Singh’s protagonists, when we try to discuss character development, often lack depth and dimensionality. They tend to be one-dimensional and overly idealised, conforming to traditional gender roles and lacking complexity in their motivations and actions. You may very well predict what might take place next. The jobs assigned to characters are very simple – fall in love, chat, think about your partner, meet, have sex, fight, fall out, come back, keep thinking, wait for instructions, and repeat. This sequence, if you can find it out, can result in a lack of emotional depth and empathy from readers, as the characters may feel superficial and less relatable.

Comparatively, when looking at other contemporary authors, such as Amitava Ghosh or Jeet Thayil, there is a stark contrast in terms of literary merit and originality. These authors employ innovative narrative techniques, delve into complex social and political issues, and push the boundaries of conventional storytelling. In the case of Jeet Thayil, especially, you can see how well the author has managed to convey many thoughts and emotions even out of a semi-autobiographical tale in Narcopolis! I just loved that! Collectively, Ghosh and Thayil, even Adiga and Roy for that matter, stimulate critical thinking and engage readers on multiple levels, offering a deeper exploration of the human condition and societal dynamics. Ravinder Singh, on these grounds, fails miserably!

To conclude, we might not be able to snatch the credit for being a successful storyteller from this novelist!
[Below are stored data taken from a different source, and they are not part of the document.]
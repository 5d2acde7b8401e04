//! Core types for the tool server.
//!
//! This module provides foundational types used throughout the system:
//! - **IDs**: Strongly-typed identifiers (CallId)
//! - **Errors**: Application error types with thiserror derives
//! - **Config**: Static startup configuration (sandbox, rate limits, timeouts)

mod config;
mod errors;
mod ids;

pub use config::{
    Config, DispatchConfig, IpcConfig, ObservabilityConfig, RateLimitConfig, RateLimitKey,
    SandboxConfig, ServerConfig, WebConfig,
};
pub use errors::{Error, Result};
pub use ids::CallId;
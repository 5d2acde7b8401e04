//! Data tools: CSV statistics, JSON inspection, report generation.

use chrono::Utc;
use serde::Deserialize;
use serde_json::{json, Map, Value};
use std::collections::HashMap;
use std::iter::Peekable;
use std::str::Chars;
use tokio::io::AsyncReadExt;

use crate::guard::{AccessMode, PathKind};
use crate::tools::{
    CallContext, HandlerError, RegistryError, Schema, SideEffectClass, ToolDescriptor,
    ToolRegistry, ValidatedArguments,
};
use crate::types::SandboxConfig;

const SAMPLE_ROWS: usize = 5;
const TOP_VALUES: usize = 10;
const TRANSFORM_KEEP: usize = 10;
const STRUCTURE_VALUE_CHARS: usize = 100;
const MAX_STRUCTURE_DEPTH: usize = 32;

/// Cell spellings treated as missing.
const MISSING_MARKERS: [&str; 6] = ["", "na", "n/a", "nan", "null", "none"];

// =============================================================================
// CSV reading
// =============================================================================

/// Minimal RFC 4180 reader: quoted fields, doubled quotes, CRLF or LF.
struct CsvReader<'a> {
    chars: Peekable<Chars<'a>>,
    delimiter: char,
}

impl<'a> CsvReader<'a> {
    fn new(text: &'a str, delimiter: char) -> Self {
        Self {
            chars: text.chars().peekable(),
            delimiter,
        }
    }

    fn next_record(&mut self) -> Option<Vec<String>> {
        self.chars.peek()?;

        let mut fields = Vec::new();
        let mut field = String::new();
        let mut in_quotes = false;
        let mut at_field_start = true;

        while let Some(c) = self.chars.next() {
            if in_quotes {
                if c == '"' {
                    if self.chars.peek() == Some(&'"') {
                        self.chars.next();
                        field.push('"');
                    } else {
                        in_quotes = false;
                    }
                } else {
                    field.push(c);
                }
                continue;
            }

            match c {
                '"' if at_field_start => {
                    in_quotes = true;
                    at_field_start = false;
                }
                c if c == self.delimiter => {
                    fields.push(std::mem::take(&mut field));
                    at_field_start = true;
                }
                '\r' | '\n' => {
                    if c == '\r' && self.chars.peek() == Some(&'\n') {
                        self.chars.next();
                    }
                    fields.push(field);
                    return Some(fields);
                }
                c => {
                    field.push(c);
                    at_field_start = false;
                }
            }
        }
        fields.push(field);
        Some(fields)
    }
}

struct Table {
    columns: Vec<String>,
    rows: Vec<Vec<String>>,
}

fn read_table(text: &str, delimiter: char, max_rows: usize) -> Result<Table, HandlerError> {
    let text = text.strip_prefix('\u{feff}').unwrap_or(text);
    let mut reader = CsvReader::new(text, delimiter);

    let columns = loop {
        match reader.next_record() {
            Some(record) if is_blank(&record) => continue,
            Some(record) => break record.into_iter().map(|c| c.trim().to_string()).collect::<Vec<_>>(),
            None => return Err(HandlerError::invalid_input("CSV file is empty")),
        }
    };

    let mut rows = Vec::new();
    let mut line = 1;
    while rows.len() < max_rows {
        let Some(mut record) = reader.next_record() else {
            break;
        };
        line += 1;
        if is_blank(&record) {
            continue;
        }
        if record.len() > columns.len() {
            return Err(HandlerError::invalid_input(format!(
                "row {line} has {} fields, expected {}",
                record.len(),
                columns.len()
            )));
        }
        record.resize(columns.len(), String::new());
        rows.push(record);
    }
    Ok(Table { columns, rows })
}

fn is_blank(record: &[String]) -> bool {
    record.len() == 1 && record[0].trim().is_empty()
}

fn is_missing(cell: &str) -> bool {
    let cell = cell.trim();
    MISSING_MARKERS.iter().any(|m| cell.eq_ignore_ascii_case(m))
}

fn parse_number(cell: &str) -> Option<f64> {
    cell.trim().parse::<f64>().ok().filter(|x| x.is_finite())
}

// =============================================================================
// Column statistics
// =============================================================================

#[derive(Debug, Clone, Copy, PartialEq, Eq)]
enum ColumnType {
    Integer,
    Number,
    Text,
    Empty,
}

impl ColumnType {
    fn name(self) -> &'static str {
        match self {
            ColumnType::Integer => "integer",
            ColumnType::Number => "number",
            ColumnType::Text => "string",
            ColumnType::Empty => "empty",
        }
    }

    fn infer<'a>(present: impl Iterator<Item = &'a str> + Clone) -> Self {
        if present.clone().next().is_none() {
            return ColumnType::Empty;
        }
        if !present.clone().all(|c| parse_number(c).is_some()) {
            return ColumnType::Text;
        }
        if present.into_iter().all(|c| c.trim().parse::<i64>().is_ok()) {
            ColumnType::Integer
        } else {
            ColumnType::Number
        }
    }
}

/// Linear interpolation between closest ranks, over sorted input.
fn quantile(sorted: &[f64], q: f64) -> f64 {
    let pos = q * (sorted.len() - 1) as f64;
    let lo = pos.floor() as usize;
    let hi = pos.ceil() as usize;
    sorted[lo] + (sorted[hi] - sorted[lo]) * (pos - lo as f64)
}

fn numeric_stats(values: &[f64]) -> Value {
    let mut sorted = values.to_vec();
    sorted.sort_by(f64::total_cmp);
    let n = sorted.len() as f64;
    let mean = sorted.iter().sum::<f64>() / n;
    let std = (sorted.len() > 1).then(|| {
        let var = sorted.iter().map(|x| (x - mean).powi(2)).sum::<f64>() / (n - 1.0);
        var.sqrt()
    });
    let mut unique = sorted.clone();
    unique.dedup();

    json!({
        "mean": mean,
        "median": quantile(&sorted, 0.5),
        "std": std,
        "min": sorted[0],
        "max": sorted[sorted.len() - 1],
        "q25": quantile(&sorted, 0.25),
        "q75": quantile(&sorted, 0.75),
        "unique_count": unique.len(),
    })
}
//! Observability utilities.

use std::sync::OnceLock;
use tracing_subscriber::{fmt, prelude::*, EnvFilter};

use crate::types::ObservabilityConfig;

static TRACING_INIT: OnceLock<()> = OnceLock::new();

/// Initialize tracing subscriber once for the process.
///
/// `RUST_LOG` wins over `config.log_level`. Output is compact text unless
/// `config.json_logs` is set (or `TOOLHUB_LOG_FORMAT=json`, applied by
/// [`crate::Config::apply_env_overrides`]).
pub fn init_tracing(config: &ObservabilityConfig) {
    TRACING_INIT.get_or_init(|| {
        let env_filter = EnvFilter::try_from_default_env()
            .or_else(|_| EnvFilter::try_new(&config.log_level))
            .unwrap_or_else(|_| EnvFilter::new("info"));

        let result = if config.json_logs {
            tracing_subscriber::registry()
                .with(env_filter)
                .with(fmt::layer().json())
                .try_init()
        } else {
            tracing_subscriber::registry()
                .with(env_filter)
                .with(fmt::layer().compact())
                .try_init()
        };

        if let Err(err) = result {
            eprintln!("tracing init skipped: {err}");
        }
    });
}
//! Application error types.
//!
//! All errors use `thiserror` for automatic Error trait derivation and provide
//! clear error messages with context. Tool call failures are NOT errors at
//! this level: they travel in-band as [`crate::dispatch::CallResult`].

use thiserror::Error;

/// Application result type.
pub type Result<T> = std::result::Result<T, Error>;

/// Main error enum for the tool server.
#[derive(Error, Debug)]
pub enum Error {
    /// Malformed request or argument (IPC code INVALID_ARGUMENT).
    #[error("validation error: {0}")]
    Validation(String),

    /// Unknown tool, resource, prompt or service (IPC code NOT_FOUND).
    #[error("not found: {0}")]
    NotFound(String),

    /// Duplicate registration (IPC code ALREADY_EXISTS).
    #[error("already exists: {0}")]
    AlreadyExists(String),

    /// Sandbox policy refused the operation (IPC code PERMISSION_DENIED).
    #[error("security violation: {0}")]
    Security(String),

    /// Internal errors (IPC code INTERNAL).
    #[error("internal error: {0}")]
    Internal(String),

    /// Timeout (IPC code DEADLINE_EXCEEDED).
    #[error("timeout: {0}")]
    Timeout(String),

    /// Serialization/deserialization errors.
    #[error("serialization error: {0}")]
    Serialization(#[from] serde_json::Error),

    /// I/O errors.
    #[error("io error: {0}")]
    Io(#[from] std::io::Error),
}

impl Error {
    /// Stable error code for the IPC error envelope.
    pub fn to_ipc_error_code(&self) -> &'static str {
        match self {
            Error::Validation(_) => "INVALID_ARGUMENT",
            Error::NotFound(_) => "NOT_FOUND",
            Error::AlreadyExists(_) => "ALREADY_EXISTS",
            Error::Security(_) => "PERMISSION_DENIED",
            Error::Timeout(_) => "DEADLINE_EXCEEDED",
            Error::Internal(_) | Error::Serialization(_) | Error::Io(_) => "INTERNAL",
        }
    }
}

// Convenience constructors
impl Error {
    pub fn validation(msg: impl Into<String>) -> Self {
        Self::Validation(msg.into())
    }

    pub fn not_found(msg: impl Into<String>) -> Self {
        Self::NotFound(msg.into())
    }

    pub fn already_exists(msg: impl Into<String>) -> Self {
        Self::AlreadyExists(msg.into())
    }

    pub fn security(msg: impl Into<String>) -> Self {
        Self::Security(msg.into())
    }

    pub fn internal(msg: impl Into<String>) -> Self {
        Self::Internal(msg.into())
    }

    pub fn timeout(msg: impl Into<String>) -> Self {
        Self::Timeout(msg.into())
    }
}
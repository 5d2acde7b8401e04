//! Configuration structures.
//!
//! Configuration is static: loaded once at startup from an optional JSON file,
//! then overridden from environment variables. Nothing here is re-read at
//! runtime.

use serde::{Deserialize, Serialize};
use std::path::{Path, PathBuf};
use std::time::Duration;

use super::errors::{Error, Result};

/// Global tool server configuration.
#[derive(Debug, Clone, Serialize, Deserialize, Default)]
pub struct Config {
    /// Server configuration.
    #[serde(default)]
    pub server: ServerConfig,

    /// Observability configuration.
    #[serde(default)]
    pub observability: ObservabilityConfig,

    /// Filesystem sandbox policy.
    #[serde(default)]
    pub sandbox: SandboxConfig,

    /// Outbound network throttling.
    #[serde(default)]
    pub rate_limit: RateLimitConfig,

    /// Dispatch engine settings.
    #[serde(default)]
    pub dispatch: DispatchConfig,

    /// Web tool settings.
    #[serde(default)]
    pub web: WebConfig,

    /// IPC transport configuration.
    #[serde(default)]
    pub ipc: IpcConfig,
}

impl Config {
    /// Load configuration from a JSON file. Missing sections take defaults.
    pub fn load(path: impl AsRef<Path>) -> Result<Self> {
        let path = path.as_ref();
        let raw = std::fs::read_to_string(path).map_err(|e| {
            Error::validation(format!("cannot read config {}: {}", path.display(), e))
        })?;
        let config: Config = serde_json::from_str(&raw)?;
        Ok(config)
    }

    /// Apply `TOOLHUB_*` environment overrides on top of the loaded values.
    pub fn apply_env_overrides(&mut self) -> Result<()> {
        self.apply_overrides(|key| std::env::var(key).ok())
    }

    fn apply_overrides(&mut self, lookup: impl Fn(&str) -> Option<String>) -> Result<()> {
        if let Some(addr) = lookup("TOOLHUB_LISTEN_ADDR") {
            self.server.listen_addr = addr;
        }
        if let Some(roots) = lookup("TOOLHUB_ALLOWED_ROOTS") {
            self.sandbox.allowed_roots = roots
                .split(':')
                .filter(|s| !s.is_empty())
                .map(PathBuf::from)
                .collect();
        }
        if let Some(secs) = lookup("TOOLHUB_CALL_TIMEOUT_SECS") {
            let secs: u64 = secs.parse().map_err(|_| {
                Error::validation(format!("TOOLHUB_CALL_TIMEOUT_SECS is not a number: {secs}"))
            })?;
            self.dispatch.call_timeout = Duration::from_secs(secs);
        }
        if let Some(format) = lookup("TOOLHUB_LOG_FORMAT") {
            self.observability.json_logs = format.eq_ignore_ascii_case("json");
        }
        Ok(())
    }
}

/// Server configuration.
#[derive(Debug, Clone, Serialize, Deserialize)]
pub struct ServerConfig {
    /// IPC server bind address (TCP).
    pub listen_addr: String,
}

impl Default for ServerConfig {
    fn default() -> Self {
        Self {
            listen_addr: "127.0.0.1:50061".to_string(),
        }
    }
}

/// Observability configuration.
#[derive(Debug, Clone, Serialize, Deserialize)]
pub struct ObservabilityConfig {
    /// Tracing log level used when `RUST_LOG` is unset.
    pub log_level: String,

    /// Enable JSON log formatting.
    pub json_logs: bool,
}

impl Default for ObservabilityConfig {
    fn default() -> Self {
        Self {
            log_level: "info".to_string(),
            json_logs: false,
        }
    }
}

/// Filesystem sandbox policy for file-oriented tools and resources.
#[derive(Debug, Clone, Serialize, Deserialize)]
pub struct SandboxConfig {
    /// Directories that file tools may touch. Canonicalized at startup.
    pub allowed_roots: Vec<PathBuf>,

    /// Allowed file extensions (with leading dot). Empty = any extension.
    pub allowed_extensions: Vec<String>,

    /// Create missing roots at startup instead of skipping them.
    #[serde(default)]
    pub create_roots: bool,

    /// Largest file the data tools will load into memory.
    #[serde(default = "default_max_file_bytes")]
    pub max_file_bytes: u64,
}

fn default_max_file_bytes() -> u64 {
    10 * 1024 * 1024
}

impl Default for SandboxConfig {
    fn default() -> Self {
        Self {
            allowed_roots: vec![PathBuf::from("./data")],
            allowed_extensions: [
                ".txt", ".md", ".json", ".csv", ".log", ".py", ".js", ".html", ".css",
            ]
            .iter()
            .map(|s| s.to_string())
            .collect(),
            create_roots: false,
            max_file_bytes: default_max_file_bytes(),
        }
    }
}

/// What a network-class call is throttled by.
#[derive(Debug, Clone, Copy, PartialEq, Eq, Serialize, Deserialize)]
#[serde(rename_all = "snake_case")]
pub enum RateLimitKey {
    /// Remote host of the call's URL argument (falls back to the tool name).
    Host,
    /// Tool name.
    Tool,
}

/// Fixed-window rate limit configuration.
#[derive(Debug, Clone, Serialize, Deserialize)]
pub struct RateLimitConfig {
    /// Window length.
    #[serde(with = "humantime_serde")]
    pub window: Duration,

    /// Calls admitted per key per window.
    pub max_calls: u32,

    /// Key derivation for network-class calls.
    pub key_by: RateLimitKey,
}

impl Default for RateLimitConfig {
    fn default() -> Self {
        Self {
            window: Duration::from_secs(1),
            max_calls: 10,
            key_by: RateLimitKey::Host,
        }
    }
}

/// Dispatch engine configuration.
#[derive(Debug, Clone, Serialize, Deserialize)]
pub struct DispatchConfig {
    /// Overall per-call deadline. Calls exceeding it report `Timeout`.
    #[serde(with = "humantime_serde")]
    pub call_timeout: Duration,
}

impl Default for DispatchConfig {
    fn default() -> Self {
        Self {
            call_timeout: Duration::from_secs(30),
        }
    }
}

/// Web tool configuration.
#[derive(Debug, Clone, Serialize, Deserialize)]
pub struct WebConfig {
    /// Per-request HTTP timeout.
    #[serde(with = "humantime_serde")]
    pub request_timeout: Duration,

    /// Maximum accepted response body size in bytes.
    pub max_response_bytes: usize,

    /// Maximum concurrent outbound requests across all web tools.
    pub max_concurrent: usize,

    /// JSON endpoint returning `[{id, title, body}]` used by `search_web`.
    pub search_endpoint: String,

    /// User-Agent header for outbound requests.
    pub user_agent: String,

    /// Hosts considered known. Others are allowed but logged.
    pub allowed_hosts: Vec<String>,
}

impl Default for WebConfig {
    fn default() -> Self {
        Self {
            request_timeout: Duration::from_secs(30),
            max_response_bytes: 1024 * 1024,
            max_concurrent: 5,
            search_endpoint: "https://jsonplaceholder.typicode.com/posts".to_string(),
            user_agent: concat!("toolhub/", env!("CARGO_PKG_VERSION")).to_string(),
            allowed_hosts: vec![
                "example.com".to_string(),
                "httpbin.org".to_string(),
                "jsonplaceholder.typicode.com".to_string(),
            ],
        }
    }
}

/// IPC transport configuration.
#[derive(Debug, Clone, Serialize, Deserialize)]
pub struct IpcConfig {
    /// Maximum frame payload size in bytes.
    pub max_frame_bytes: u32,

    /// Maximum concurrent TCP connections. Connections beyond this limit
    /// are dropped on accept.
    pub max_connections: usize,

    /// Read timeout in seconds per frame. Connections idle beyond this
    /// duration are dropped.
    pub read_timeout_secs: u64,

    /// Write timeout in seconds per frame.
    pub write_timeout_secs: u64,
}

impl Default for IpcConfig {
    fn default() -> Self {
        Self {
            max_frame_bytes: 5 * 1024 * 1024,
            max_connections: 64,
            read_timeout_secs: 300,
            write_timeout_secs: 10,
        }
    }
}

#[cfg(test)]
mod tests {
    use super::*;
    use std::collections::HashMap;

    #[test]
    fn test_partial_json_takes_defaults() {
        let config: Config = serde_json::from_str(
            r#"{"rate_limit": {"window": "2s", "max_calls": 3, "key_by": "tool"}}"#,
        )
        .unwrap();

        assert_eq!(config.rate_limit.window, Duration::from_secs(2));
        assert_eq!(config.rate_limit.max_calls, 3);
        assert_eq!(config.rate_limit.key_by, RateLimitKey::Tool);
        assert_eq!(config.dispatch.call_timeout, Duration::from_secs(30));
        assert_eq!(config.sandbox.allowed_roots, vec![PathBuf::from("./data")]);
    }

    #[test]
    fn test_env_overrides() {
        let vars: HashMap<&str, &str> = [
            ("TOOLHUB_ALLOWED_ROOTS", "/srv/a:/srv/b"),
            ("TOOLHUB_CALL_TIMEOUT_SECS", "5"),
            ("TOOLHUB_LOG_FORMAT", "JSON"),
        ]
        .into_iter()
        .collect();

        let mut config = Config::default();
        config
            .apply_overrides(|k| vars.get(k).map(|v| v.to_string()))
            .unwrap();

        assert_eq!(
            config.sandbox.allowed_roots,
            vec![PathBuf::from("/srv/a"), PathBuf::from("/srv/b")]
        );
        assert_eq!(config.dispatch.call_timeout, Duration::from_secs(5));
        assert!(config.observability.json_logs);
    }

    #[test]
    fn test_bad_timeout_override_rejected() {
        let mut config = Config::default();
        let result = config.apply_overrides(|k| {
            (k == "TOOLHUB_CALL_TIMEOUT_SECS").then(|| "soon".to_string())
        });
        assert!(result.is_err());
    }

    #[test]
    fn test_load_from_file() {
        let dir = tempfile::tempdir().unwrap();
        let path = dir.path().join("toolhub.json");
        std::fs::write(&path, r#"{"server": {"listen_addr": "0.0.0.0:9000"}}"#).unwrap();

        let config = Config::load(&path).unwrap();
        assert_eq!(config.server.listen_addr, "0.0.0.0:9000");
        assert!(Config::load(dir.path().join("missing.json")).is_err());
    }
}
Ravinder Singh had once become a sensation in the Indian book market! It is a big deal to steal the spot by competing with so many other novelists with more talent and skills. However, if you don’t have critical thinking, you may seldom last a day at the top. And the same happened with Singh. While Ravinder Singh’s novels have enjoyed commercial success, there are limitations to his ‘contributions’ to literature. I shun to believe that such authors make any valuable or meaningful contributions to the literature of any country or language. Lacking depth and the very soul that makes literature literary, these novelists can only produce flashes of ambitions and pull their fictional cart to a short distance before they fall flat and get trapped in their very own cobweb of the comfort zone… for Singh, it is telling the tales of love. How far? How long? How many? There is a limit to everything and now many notice it as well. Who cares if you too had a love story until you can make it something like Ishiguro did… but then, Ishiguro is Ishiguro.